Ensuite, après avoir détaillé avec précision comment les images qui finissent par former une vue et un paysage agissent à l’intérieur de la conscience, dans un cadre structurel de temporalité qui lui est propre, Silo culminera cette soirée mémorable en attribuant la tendance humaine au changement à la nécessité de surmonter la douleur physique et la souffrance mentale :

« Pourquoi l’être humain aurait-il besoin de transformer le monde et de se transformer lui-même ? Parce qu’il se trouve dans une situation de finitude et de carence spatio-temporelle, qu’il ressent comme douleur physique et souffrance mentale. Ainsi, le dépassement de la douleur n’est pas simplement une réponse animale, mais une configuration temporelle où prime le futur ; et cette configuration devient une impulsion fondamentale de la vie, même si celle-ci ne se trouve pas en situation d’urgence. Ainsi, outre la réponse immédiate, réflexe et naturelle, la souffrance psychologique face au danger impulse une réponse différée dans le but d’éviter la douleur.
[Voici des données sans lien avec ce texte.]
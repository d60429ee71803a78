//! Route definitions for the billing domain API

use axum::{
    routing::{get, post, put},
    Router,
};

use super::handlers::{champions, walk_ins, webhook};
use super::middleware::BillingState;

/// Payment provider webhook route
fn webhook_routes() -> Router<BillingState> {
    Router::new().route("/v1/payments/webhook", post(webhook::payment_webhook))
}

/// Walk-in day pass routes
fn walk_in_routes() -> Router<BillingState> {
    Router::new()
        .route("/v1/walk-ins/initialize", post(walk_ins::initialize_walk_in))
        .route("/v1/walk-ins", get(walk_ins::list_walk_ins))
}

/// Competition registrant routes
fn champion_routes() -> Router<BillingState> {
    Router::new()
        .route(
            "/v1/champions",
            get(champions::list_champions).post(champions::create_champion),
        )
        .route("/v1/champions/{id}", put(champions::update_champion))
        .route(
            "/v1/champions/{id}/initialize",
            post(champions::initialize_champion_payment),
        )
}

/// Create the complete billing domain router
pub fn routes(state: BillingState) -> Router {
    Router::new()
        .merge(webhook_routes())
        .merge(walk_in_routes())
        .merge(champion_routes())
        .with_state(state)
}
//! Domain entities for the billing domain
//!
//! Walk-in day passes and competition registrants. Both are paid for
//! through hosted checkouts and confirmed by the charge webhook.

use chrono::{DateTime, NaiveDate, Utc};
use serde::{Deserialize, Serialize};
use uuid::Uuid;
use validator::ValidateEmail;

use longbow_common::{Error, Result};

/// Hard cap on day passes sold for a single calendar day.
pub const MAX_WALK_INS_PER_DAY: i64 = 6;

/// Competition entry fee in major units, by discipline category.
pub fn competition_entry_fee(category: Option<&str>) -> i64 {
    match category {
        Some("youth") | Some("junior") => 5_000,
        _ => 10_000,
    }
}

/// Whether a competition entry has been paid for.
#[derive(Debug, Clone, Copy, PartialEq, Eq, Hash, Serialize, Deserialize, sqlx::Type, Default)]
#[sqlx(type_name = "payment_status", rename_all = "lowercase")]
#[serde(rename_all = "lowercase")]
pub enum PaymentStatus {
    #[default]
    Unpaid,
    Paid,
}

impl std::fmt::Display for PaymentStatus {
    fn fmt(&self, f: &mut std::fmt::Formatter<'_>) -> std::fmt::Result {
        match self {
            PaymentStatus::Unpaid => write!(f, "unpaid"),
            PaymentStatus::Paid => write!(f, "paid"),
        }
    }
}

/// A single-visit day pass. Created only by the charge webhook once the
/// payment has cleared; `amount` is stored in major units.
#[derive(Debug, Clone, PartialEq, Serialize, Deserialize, sqlx::FromRow)]
pub struct WalkIn {
    pub id: Uuid,
    pub email: String,
    pub entry_date: NaiveDate,
    pub amount: i64,
    pub created_at: DateTime<Utc>,
    pub updated_at: DateTime<Utc>,
}

impl WalkIn {
    pub fn new(email: String, entry_date: NaiveDate, amount: i64) -> Self {
        let now = Utc::now();
        WalkIn {
            id: Uuid::new_v4(),
            email,
            entry_date,
            amount,
            created_at: now,
            updated_at: now,
        }
    }
}

/// Competition registrant, independent of club membership.
///
/// `unique_id` travels through the provider's checkout metadata and is
/// how the charge webhook finds the entry to mark paid.
#[derive(Debug, Clone, PartialEq, Serialize, Deserialize, sqlx::FromRow)]
pub struct ChampionUser {
    pub id: Uuid,
    pub first_name: String,
    pub last_name: String,
    pub email: String,
    pub event_date: DateTime<Utc>,
    pub phone_number: String,
    pub image_url: Option<String>,
    pub sex: Option<String>,

    // Team / club
    pub association: Option<String>,
    pub nationality: Option<String>,
    pub language: Option<String>,

    // Place of departure
    pub state: Option<String>,
    pub country: Option<String>,

    // Discipline
    pub category: Option<String>,
    pub distance: Option<String>,

    pub payment_status: PaymentStatus,
    pub unique_id: String,

    pub created_at: DateTime<Utc>,
    pub updated_at: DateTime<Utc>,
}

impl ChampionUser {
    pub fn new(
        first_name: String,
        last_name: String,
        email: String,
        event_date: DateTime<Utc>,
        phone_number: String,
    ) -> Result<Self> {
        if !email.validate_email() {
            return Err(Error::Validation("Invalid email address".to_string()));
        }
        if first_name.trim().is_empty() || last_name.trim().is_empty() {
            return Err(Error::Validation(
                "First and last name are required".to_string(),
            ));
        }

        let now = Utc::now();
        Ok(ChampionUser {
            id: Uuid::new_v4(),
            first_name,
            last_name,
            email,
            event_date,
            phone_number,
            image_url: None,
            sex: None,
            association: None,
            nationality: None,
            language: None,
            state: None,
            country: None,
            category: None,
            distance: None,
            payment_status: PaymentStatus::Unpaid,
            unique_id: Uuid::new_v4().simple().to_string(),
            created_at: now,
            updated_at: now,
        })
    }

    /// Entry fee in major units for this registrant's category.
    pub fn entry_fee(&self) -> i64 {
        competition_entry_fee(self.category.as_deref())
    }
}
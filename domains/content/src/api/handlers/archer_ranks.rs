//! Archer leaderboard handlers
//!
//! The listing groups entries by bow discipline, each sorted by points
//! descending. Updates add competition points to the stored total rather
//! than replacing it.

use axum::{
    extract::{Path, State},
    http::StatusCode,
    response::{IntoResponse, Json},
};
use serde::{Deserialize, Serialize};
use uuid::Uuid;
use validator::Validate;

use longbow_auth::AdminUser;
use longbow_common::{ApiBody, Error, RepositoryError, Result, ValidatedJson};

use crate::api::middleware::ContentState;
use crate::domain::entities::{ArcherRank, BowType};

#[derive(Debug, Deserialize, Validate)]
pub struct CreateArcherRankRequest {
    #[validate(length(min = 1, max = 200))]
    pub full_name: String,

    #[validate(range(min = 0))]
    pub point: i32,

    #[serde(rename = "type")]
    pub bow_type: BowType,

    #[validate(url)]
    pub image_url: String,
}

#[derive(Debug, Deserialize, Validate)]
pub struct UpdateArcherRankRequest {
    /// Points gained, added to the stored total.
    #[validate(range(min = 0))]
    pub point: i32,
}

/// Leaderboard grouped by discipline.
#[derive(Debug, Serialize)]
pub struct RankBoard {
    #[serde(rename = "General")]
    pub general: Vec<ArcherRank>,
    #[serde(rename = "Recurve")]
    pub recurve: Vec<ArcherRank>,
    #[serde(rename = "Compound")]
    pub compound: Vec<ArcherRank>,
    #[serde(rename = "Barebow")]
    pub barebow: Vec<ArcherRank>,
}

/// POST /v1/ranks (admin)
pub async fn create_archer_rank(
    AdminUser(_session): AdminUser,
    State(state): State<ContentState>,
    ValidatedJson(payload): ValidatedJson<CreateArcherRankRequest>,
) -> Result<impl IntoResponse> {
    let rank = ArcherRank::new(
        payload.full_name,
        payload.point,
        payload.bow_type,
        payload.image_url,
    )?;

    let created = state.repos.archer_ranks.create(&rank).await.map_err(|e| match e {
        RepositoryError::AlreadyExists => {
            Error::Conflict("Archer rank already exists.".to_string())
        }
        other => other.into(),
    })?;

    Ok((
        StatusCode::CREATED,
        Json(ApiBody::with_data(
            "Archer rank created successfully.",
            created,
        )),
    ))
}

/// GET /v1/ranks
pub async fn list_archer_ranks(State(state): State<ContentState>) -> Result<impl IntoResponse> {
    let board = RankBoard {
        general: state.repos.archer_ranks.list_by_type(BowType::General).await?,
        recurve: state.repos.archer_ranks.list_by_type(BowType::Recurve).await?,
        compound: state.repos.archer_ranks.list_by_type(BowType::Compound).await?,
        barebow: state.repos.archer_ranks.list_by_type(BowType::Barebow).await?,
    };

    Ok(Json(ApiBody::with_data("Archer ranks found.", board)))
}

/// GET /v1/ranks/{id}
pub async fn get_archer_rank(
    State(state): State<ContentState>,
    Path(rank_id): Path<Uuid>,
) -> Result<impl IntoResponse> {
    let rank = state
        .repos
        .archer_ranks
        .get_by_id(rank_id)
        .await?
        .ok_or_else(|| Error::NotFound("Archer rank not found.".to_string()))?;

    Ok(Json(ApiBody::with_data("Archer rank found.", rank)))
}

/// PATCH /v1/ranks/{id} (admin)
pub async fn update_archer_rank(
    AdminUser(_session): AdminUser,
    State(state): State<ContentState>,
    Path(rank_id): Path<Uuid>,
    ValidatedJson(payload): ValidatedJson<UpdateArcherRankRequest>,
) -> Result<impl IntoResponse> {
    let updated = state
        .repos
        .archer_ranks
        .add_points(rank_id, payload.point)
        .await?
        .ok_or_else(|| Error::NotFound("Archer rank not found.".to_string()))?;

    Ok(Json(ApiBody::with_data(
        "Archer rank updated successfully.",
        updated,
    )))
}

/// DELETE /v1/ranks/{id} (admin)
pub async fn delete_archer_rank(
    AdminUser(_session): AdminUser,
    State(state): State<ContentState>,
    Path(rank_id): Path<Uuid>,
) -> Result<impl IntoResponse> {
    if !state.repos.archer_ranks.delete(rank_id).await? {
        return Err(Error::NotFound("Archer rank not found.".to_string()));
    }

    Ok(Json(ApiBody::message("Archer rank deleted successfully.")))
}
Cette réponse différée est représentée comme une possibilité future ou un fait actuel dans lequel la douleur est présente chez d’autres êtres humains. Le dépassement de la douleur apparaît donc comme un projet fondamental qui guide l’action. C’est cela qui a permis la communication entre corps et intentions diverses, au sein de ce que l’on appelle la « constitution sociale ». La constitution sociale est aussi historique que la vie humaine, elle configure la vie humaine. La transformation de la constitution sociale est continue mais différente des changements de la nature qui, eux, ne sont pas dus aux intentions.

Il ajoute :

« Constitué socialement dans un monde historique dans lequel je configure mon paysage, j’interprète ce vers quoi je lance mon regard. Il s’agit de mon paysage personnel, mais aussi d’un paysage collectif qui correspond, dans le même moment, à de grands ensembles. Comme nous l’avons dit précédemment, différentes générations coexistent dans un même temps. Pour donner un exemple un peu sommaire, il existe, à un moment donné, ceux qui sont nés avant le transistor et ceux qui sont nés avec l’ordinateur. Il existe de nombreuses différences entre les deux expériences, non seulement dans la manière d’agir mais aussi dans la façon de penser et de ressentir… Et ce qui fonctionnait dans la relation sociale et dans le mode de production à une époque s’arrête alors lentement, ou parfois brutalement. On attendait un résultat pour le futur, ce futur est arrivé mais les choses ne se sont pas passées comme elles avaient été projetées. Ni cette action, ni cette sensibilité, ni cette idéologie ne coïncident avec le nouveau paysage en train de s’imposer socialement.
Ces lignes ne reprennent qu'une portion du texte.